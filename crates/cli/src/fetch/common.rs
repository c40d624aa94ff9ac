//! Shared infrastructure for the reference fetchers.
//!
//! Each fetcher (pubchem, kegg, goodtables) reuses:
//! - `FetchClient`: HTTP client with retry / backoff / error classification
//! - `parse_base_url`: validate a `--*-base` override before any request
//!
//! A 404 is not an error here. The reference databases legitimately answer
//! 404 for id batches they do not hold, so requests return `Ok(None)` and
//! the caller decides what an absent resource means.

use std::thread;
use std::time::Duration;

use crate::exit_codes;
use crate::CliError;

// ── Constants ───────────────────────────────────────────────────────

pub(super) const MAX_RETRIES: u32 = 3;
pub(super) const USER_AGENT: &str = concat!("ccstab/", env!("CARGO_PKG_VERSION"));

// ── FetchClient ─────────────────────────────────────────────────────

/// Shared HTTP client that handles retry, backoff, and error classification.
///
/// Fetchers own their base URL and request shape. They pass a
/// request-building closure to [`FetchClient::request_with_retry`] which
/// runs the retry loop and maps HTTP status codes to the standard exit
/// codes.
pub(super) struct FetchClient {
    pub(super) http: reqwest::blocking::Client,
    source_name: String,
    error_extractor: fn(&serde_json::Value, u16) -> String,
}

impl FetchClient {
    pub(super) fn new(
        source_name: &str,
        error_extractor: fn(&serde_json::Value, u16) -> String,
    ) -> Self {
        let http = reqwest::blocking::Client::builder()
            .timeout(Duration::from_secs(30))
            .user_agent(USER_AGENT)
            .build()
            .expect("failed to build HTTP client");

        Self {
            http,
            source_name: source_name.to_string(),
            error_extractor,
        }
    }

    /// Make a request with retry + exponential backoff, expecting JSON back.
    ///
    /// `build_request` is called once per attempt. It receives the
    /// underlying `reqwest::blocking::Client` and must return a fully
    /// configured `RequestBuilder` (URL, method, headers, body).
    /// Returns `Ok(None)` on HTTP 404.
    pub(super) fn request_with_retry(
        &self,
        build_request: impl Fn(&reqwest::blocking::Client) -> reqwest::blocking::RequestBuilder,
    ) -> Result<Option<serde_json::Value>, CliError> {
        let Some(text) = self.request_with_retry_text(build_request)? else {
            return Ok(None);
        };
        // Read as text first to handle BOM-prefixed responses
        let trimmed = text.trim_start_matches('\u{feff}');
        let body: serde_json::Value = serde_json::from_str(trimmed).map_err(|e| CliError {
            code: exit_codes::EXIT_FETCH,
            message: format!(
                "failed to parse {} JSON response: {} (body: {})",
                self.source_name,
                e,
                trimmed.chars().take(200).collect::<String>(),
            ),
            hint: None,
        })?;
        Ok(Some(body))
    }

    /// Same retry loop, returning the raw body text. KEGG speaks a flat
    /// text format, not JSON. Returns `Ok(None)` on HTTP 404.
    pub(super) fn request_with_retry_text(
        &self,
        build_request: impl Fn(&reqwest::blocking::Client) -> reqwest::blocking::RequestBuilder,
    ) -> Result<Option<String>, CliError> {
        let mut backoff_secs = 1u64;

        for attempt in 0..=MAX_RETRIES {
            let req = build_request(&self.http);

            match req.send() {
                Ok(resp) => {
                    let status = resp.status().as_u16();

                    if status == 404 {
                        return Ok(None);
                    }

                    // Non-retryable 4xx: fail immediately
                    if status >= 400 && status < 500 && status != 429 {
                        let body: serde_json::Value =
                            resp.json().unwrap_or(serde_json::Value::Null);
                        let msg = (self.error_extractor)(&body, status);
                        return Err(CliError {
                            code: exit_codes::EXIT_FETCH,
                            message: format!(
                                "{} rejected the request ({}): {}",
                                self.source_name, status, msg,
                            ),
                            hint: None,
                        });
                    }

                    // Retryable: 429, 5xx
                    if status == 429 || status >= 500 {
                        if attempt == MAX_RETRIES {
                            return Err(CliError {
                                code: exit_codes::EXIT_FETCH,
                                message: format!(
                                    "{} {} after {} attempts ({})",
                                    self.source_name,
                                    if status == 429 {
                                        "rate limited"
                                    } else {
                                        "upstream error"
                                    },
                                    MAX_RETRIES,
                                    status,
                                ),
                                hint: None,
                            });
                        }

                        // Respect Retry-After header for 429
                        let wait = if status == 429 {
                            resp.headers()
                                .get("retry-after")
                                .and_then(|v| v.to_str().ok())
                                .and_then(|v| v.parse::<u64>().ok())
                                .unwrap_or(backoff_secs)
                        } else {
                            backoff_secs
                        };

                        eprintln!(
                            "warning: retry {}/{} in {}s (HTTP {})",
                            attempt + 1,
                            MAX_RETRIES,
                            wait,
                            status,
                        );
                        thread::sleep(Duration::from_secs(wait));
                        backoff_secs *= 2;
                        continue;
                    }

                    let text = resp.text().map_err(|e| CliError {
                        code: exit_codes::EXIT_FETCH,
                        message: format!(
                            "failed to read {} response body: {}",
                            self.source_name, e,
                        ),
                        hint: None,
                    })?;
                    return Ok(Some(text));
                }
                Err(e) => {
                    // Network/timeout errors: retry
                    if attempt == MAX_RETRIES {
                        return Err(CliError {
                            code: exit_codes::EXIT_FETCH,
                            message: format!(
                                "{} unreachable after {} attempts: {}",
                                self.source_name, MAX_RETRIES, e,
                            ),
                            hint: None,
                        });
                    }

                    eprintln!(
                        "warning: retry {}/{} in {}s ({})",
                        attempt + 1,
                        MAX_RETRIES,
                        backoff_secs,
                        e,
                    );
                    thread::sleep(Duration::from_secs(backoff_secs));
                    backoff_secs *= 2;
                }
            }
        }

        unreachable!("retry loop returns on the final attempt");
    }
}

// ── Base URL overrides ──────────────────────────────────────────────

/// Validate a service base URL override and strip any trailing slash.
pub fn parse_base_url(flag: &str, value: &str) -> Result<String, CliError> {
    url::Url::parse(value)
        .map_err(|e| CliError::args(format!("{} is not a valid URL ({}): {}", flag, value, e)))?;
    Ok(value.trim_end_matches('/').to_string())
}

--

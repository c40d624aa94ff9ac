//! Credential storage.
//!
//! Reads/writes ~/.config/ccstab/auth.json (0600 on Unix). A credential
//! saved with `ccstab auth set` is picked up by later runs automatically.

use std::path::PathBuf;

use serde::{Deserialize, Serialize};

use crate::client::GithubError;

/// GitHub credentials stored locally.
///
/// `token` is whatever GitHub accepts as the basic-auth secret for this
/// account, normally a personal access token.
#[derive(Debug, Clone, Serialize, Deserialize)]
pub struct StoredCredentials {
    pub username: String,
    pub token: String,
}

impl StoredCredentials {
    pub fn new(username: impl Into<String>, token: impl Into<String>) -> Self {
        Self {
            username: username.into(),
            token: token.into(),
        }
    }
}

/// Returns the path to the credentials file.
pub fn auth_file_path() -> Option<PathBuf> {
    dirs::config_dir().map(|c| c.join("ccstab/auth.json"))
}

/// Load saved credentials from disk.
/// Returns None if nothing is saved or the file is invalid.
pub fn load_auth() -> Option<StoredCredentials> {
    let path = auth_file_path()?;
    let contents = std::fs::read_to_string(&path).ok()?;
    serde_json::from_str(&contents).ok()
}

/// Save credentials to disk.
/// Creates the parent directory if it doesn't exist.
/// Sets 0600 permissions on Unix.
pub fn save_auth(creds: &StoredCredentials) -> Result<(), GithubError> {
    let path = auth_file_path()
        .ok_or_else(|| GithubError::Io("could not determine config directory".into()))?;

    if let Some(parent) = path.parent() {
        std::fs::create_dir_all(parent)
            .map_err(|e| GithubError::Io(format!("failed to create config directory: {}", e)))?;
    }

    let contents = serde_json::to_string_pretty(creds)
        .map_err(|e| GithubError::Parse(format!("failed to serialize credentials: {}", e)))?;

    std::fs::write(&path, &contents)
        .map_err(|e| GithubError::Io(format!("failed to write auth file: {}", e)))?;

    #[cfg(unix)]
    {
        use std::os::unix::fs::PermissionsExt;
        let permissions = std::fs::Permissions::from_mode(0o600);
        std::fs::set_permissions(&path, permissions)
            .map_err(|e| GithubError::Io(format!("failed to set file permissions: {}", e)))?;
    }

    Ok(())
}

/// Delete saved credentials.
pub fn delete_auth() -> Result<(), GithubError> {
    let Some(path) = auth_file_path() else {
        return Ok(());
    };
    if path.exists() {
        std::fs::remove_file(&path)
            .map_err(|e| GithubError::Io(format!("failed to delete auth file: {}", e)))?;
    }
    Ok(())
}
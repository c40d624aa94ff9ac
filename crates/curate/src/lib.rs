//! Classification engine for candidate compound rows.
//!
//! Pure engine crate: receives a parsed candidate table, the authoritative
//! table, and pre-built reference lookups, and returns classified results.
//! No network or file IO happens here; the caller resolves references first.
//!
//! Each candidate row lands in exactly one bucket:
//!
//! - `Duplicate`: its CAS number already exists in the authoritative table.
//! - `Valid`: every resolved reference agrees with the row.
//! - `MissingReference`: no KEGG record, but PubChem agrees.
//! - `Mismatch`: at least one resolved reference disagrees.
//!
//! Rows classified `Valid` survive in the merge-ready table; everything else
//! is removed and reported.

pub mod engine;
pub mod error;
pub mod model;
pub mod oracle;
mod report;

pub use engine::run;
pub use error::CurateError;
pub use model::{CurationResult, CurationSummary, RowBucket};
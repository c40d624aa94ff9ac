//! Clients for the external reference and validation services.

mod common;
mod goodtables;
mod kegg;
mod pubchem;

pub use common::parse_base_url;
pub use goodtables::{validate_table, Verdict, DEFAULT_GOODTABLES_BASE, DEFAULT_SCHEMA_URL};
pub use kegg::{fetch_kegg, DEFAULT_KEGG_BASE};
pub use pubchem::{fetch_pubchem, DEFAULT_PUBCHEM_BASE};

==

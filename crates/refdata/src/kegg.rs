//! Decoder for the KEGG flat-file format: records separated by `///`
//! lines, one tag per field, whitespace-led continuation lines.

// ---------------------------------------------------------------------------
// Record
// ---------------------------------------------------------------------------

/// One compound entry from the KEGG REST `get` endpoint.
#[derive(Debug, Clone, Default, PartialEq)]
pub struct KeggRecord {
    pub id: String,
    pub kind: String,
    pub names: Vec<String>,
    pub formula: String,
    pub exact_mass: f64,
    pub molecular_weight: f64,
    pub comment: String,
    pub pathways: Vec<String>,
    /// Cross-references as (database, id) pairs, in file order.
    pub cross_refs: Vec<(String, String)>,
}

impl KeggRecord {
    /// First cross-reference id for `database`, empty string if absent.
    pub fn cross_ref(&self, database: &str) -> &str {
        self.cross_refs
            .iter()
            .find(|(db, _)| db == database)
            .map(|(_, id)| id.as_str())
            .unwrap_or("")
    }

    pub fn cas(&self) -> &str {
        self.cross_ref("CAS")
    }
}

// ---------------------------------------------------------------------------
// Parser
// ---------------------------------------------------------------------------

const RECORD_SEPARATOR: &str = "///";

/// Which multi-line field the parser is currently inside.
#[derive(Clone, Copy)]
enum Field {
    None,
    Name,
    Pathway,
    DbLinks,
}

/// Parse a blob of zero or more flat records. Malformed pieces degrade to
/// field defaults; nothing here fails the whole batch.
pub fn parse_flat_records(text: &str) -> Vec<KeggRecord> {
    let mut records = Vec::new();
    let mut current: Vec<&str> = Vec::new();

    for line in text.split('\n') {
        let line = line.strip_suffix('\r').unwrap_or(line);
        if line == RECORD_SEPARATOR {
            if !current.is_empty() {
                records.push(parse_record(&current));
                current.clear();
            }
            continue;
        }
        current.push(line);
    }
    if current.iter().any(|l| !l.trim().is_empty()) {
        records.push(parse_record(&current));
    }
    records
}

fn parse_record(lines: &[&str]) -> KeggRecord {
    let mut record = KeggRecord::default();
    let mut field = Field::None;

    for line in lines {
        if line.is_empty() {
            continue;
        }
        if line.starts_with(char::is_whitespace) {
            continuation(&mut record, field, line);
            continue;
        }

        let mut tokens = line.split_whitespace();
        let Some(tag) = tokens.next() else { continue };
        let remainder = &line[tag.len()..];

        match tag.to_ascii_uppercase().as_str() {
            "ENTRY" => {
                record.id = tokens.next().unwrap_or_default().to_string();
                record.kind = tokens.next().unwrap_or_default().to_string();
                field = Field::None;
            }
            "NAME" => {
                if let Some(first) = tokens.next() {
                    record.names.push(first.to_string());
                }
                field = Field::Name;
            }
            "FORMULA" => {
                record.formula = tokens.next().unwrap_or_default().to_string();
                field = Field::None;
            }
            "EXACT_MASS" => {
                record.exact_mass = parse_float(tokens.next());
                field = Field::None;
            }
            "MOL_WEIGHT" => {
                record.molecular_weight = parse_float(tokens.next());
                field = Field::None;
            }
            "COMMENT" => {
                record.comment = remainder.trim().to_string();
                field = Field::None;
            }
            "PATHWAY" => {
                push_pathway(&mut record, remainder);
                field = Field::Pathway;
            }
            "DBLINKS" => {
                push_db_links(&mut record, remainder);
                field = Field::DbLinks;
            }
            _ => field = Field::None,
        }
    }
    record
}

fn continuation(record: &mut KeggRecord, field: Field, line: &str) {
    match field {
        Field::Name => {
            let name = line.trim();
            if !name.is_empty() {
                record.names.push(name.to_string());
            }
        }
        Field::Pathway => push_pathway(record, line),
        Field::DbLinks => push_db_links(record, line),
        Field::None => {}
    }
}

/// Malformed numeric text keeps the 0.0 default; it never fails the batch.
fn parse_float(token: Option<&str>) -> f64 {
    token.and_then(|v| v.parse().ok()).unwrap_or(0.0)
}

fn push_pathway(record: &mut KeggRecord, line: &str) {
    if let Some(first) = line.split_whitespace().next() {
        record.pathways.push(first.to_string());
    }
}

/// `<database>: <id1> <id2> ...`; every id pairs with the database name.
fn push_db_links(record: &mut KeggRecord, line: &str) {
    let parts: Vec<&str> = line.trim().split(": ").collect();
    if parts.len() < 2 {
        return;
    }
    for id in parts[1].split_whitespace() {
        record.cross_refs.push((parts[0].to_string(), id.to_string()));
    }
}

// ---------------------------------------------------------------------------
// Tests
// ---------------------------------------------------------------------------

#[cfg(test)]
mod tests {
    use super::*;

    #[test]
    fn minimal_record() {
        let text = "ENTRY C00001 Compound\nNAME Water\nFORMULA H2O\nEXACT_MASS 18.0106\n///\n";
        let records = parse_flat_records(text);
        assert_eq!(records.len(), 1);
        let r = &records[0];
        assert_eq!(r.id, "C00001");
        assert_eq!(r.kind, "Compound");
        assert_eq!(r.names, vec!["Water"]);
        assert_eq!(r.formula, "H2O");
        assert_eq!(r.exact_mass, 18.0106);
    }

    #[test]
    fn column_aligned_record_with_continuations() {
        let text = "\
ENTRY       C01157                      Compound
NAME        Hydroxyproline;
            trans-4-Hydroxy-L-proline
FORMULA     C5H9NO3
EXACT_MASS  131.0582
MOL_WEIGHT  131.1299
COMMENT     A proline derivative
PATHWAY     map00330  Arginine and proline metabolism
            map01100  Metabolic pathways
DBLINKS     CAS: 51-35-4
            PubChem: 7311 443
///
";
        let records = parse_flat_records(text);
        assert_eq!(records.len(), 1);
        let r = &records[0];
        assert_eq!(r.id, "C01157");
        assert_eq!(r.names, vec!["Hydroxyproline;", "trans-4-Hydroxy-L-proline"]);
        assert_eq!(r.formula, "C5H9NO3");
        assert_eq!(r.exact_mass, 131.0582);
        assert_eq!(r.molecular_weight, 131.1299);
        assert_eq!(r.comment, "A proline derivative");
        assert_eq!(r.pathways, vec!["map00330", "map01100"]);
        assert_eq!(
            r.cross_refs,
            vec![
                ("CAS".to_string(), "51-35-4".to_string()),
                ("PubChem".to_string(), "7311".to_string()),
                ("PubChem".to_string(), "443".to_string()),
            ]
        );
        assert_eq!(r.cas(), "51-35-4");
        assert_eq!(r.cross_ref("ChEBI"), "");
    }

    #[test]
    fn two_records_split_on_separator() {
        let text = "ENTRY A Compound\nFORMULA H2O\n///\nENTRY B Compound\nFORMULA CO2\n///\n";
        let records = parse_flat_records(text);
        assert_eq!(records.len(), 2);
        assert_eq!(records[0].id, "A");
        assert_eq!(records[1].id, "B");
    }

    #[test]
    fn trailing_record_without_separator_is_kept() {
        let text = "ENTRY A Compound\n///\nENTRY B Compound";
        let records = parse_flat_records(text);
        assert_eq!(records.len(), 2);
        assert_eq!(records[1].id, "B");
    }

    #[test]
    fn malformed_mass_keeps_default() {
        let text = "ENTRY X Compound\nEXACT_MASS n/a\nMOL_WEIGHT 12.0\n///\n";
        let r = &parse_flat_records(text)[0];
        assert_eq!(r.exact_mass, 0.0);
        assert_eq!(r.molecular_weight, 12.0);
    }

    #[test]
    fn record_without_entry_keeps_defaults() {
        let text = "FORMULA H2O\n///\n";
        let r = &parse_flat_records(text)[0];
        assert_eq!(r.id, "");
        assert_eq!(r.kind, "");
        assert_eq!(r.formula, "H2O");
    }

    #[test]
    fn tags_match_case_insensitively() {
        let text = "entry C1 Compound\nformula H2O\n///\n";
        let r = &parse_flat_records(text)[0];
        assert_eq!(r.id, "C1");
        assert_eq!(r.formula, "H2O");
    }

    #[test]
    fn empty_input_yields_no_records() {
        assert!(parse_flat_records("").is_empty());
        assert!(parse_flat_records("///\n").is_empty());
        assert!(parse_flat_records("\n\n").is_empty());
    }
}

- **WHAT IS EXPECTED**
Whenever a line in the data above contains the word "goodtables", include it in the tally, and report only the final number.

- **ANSWER**
3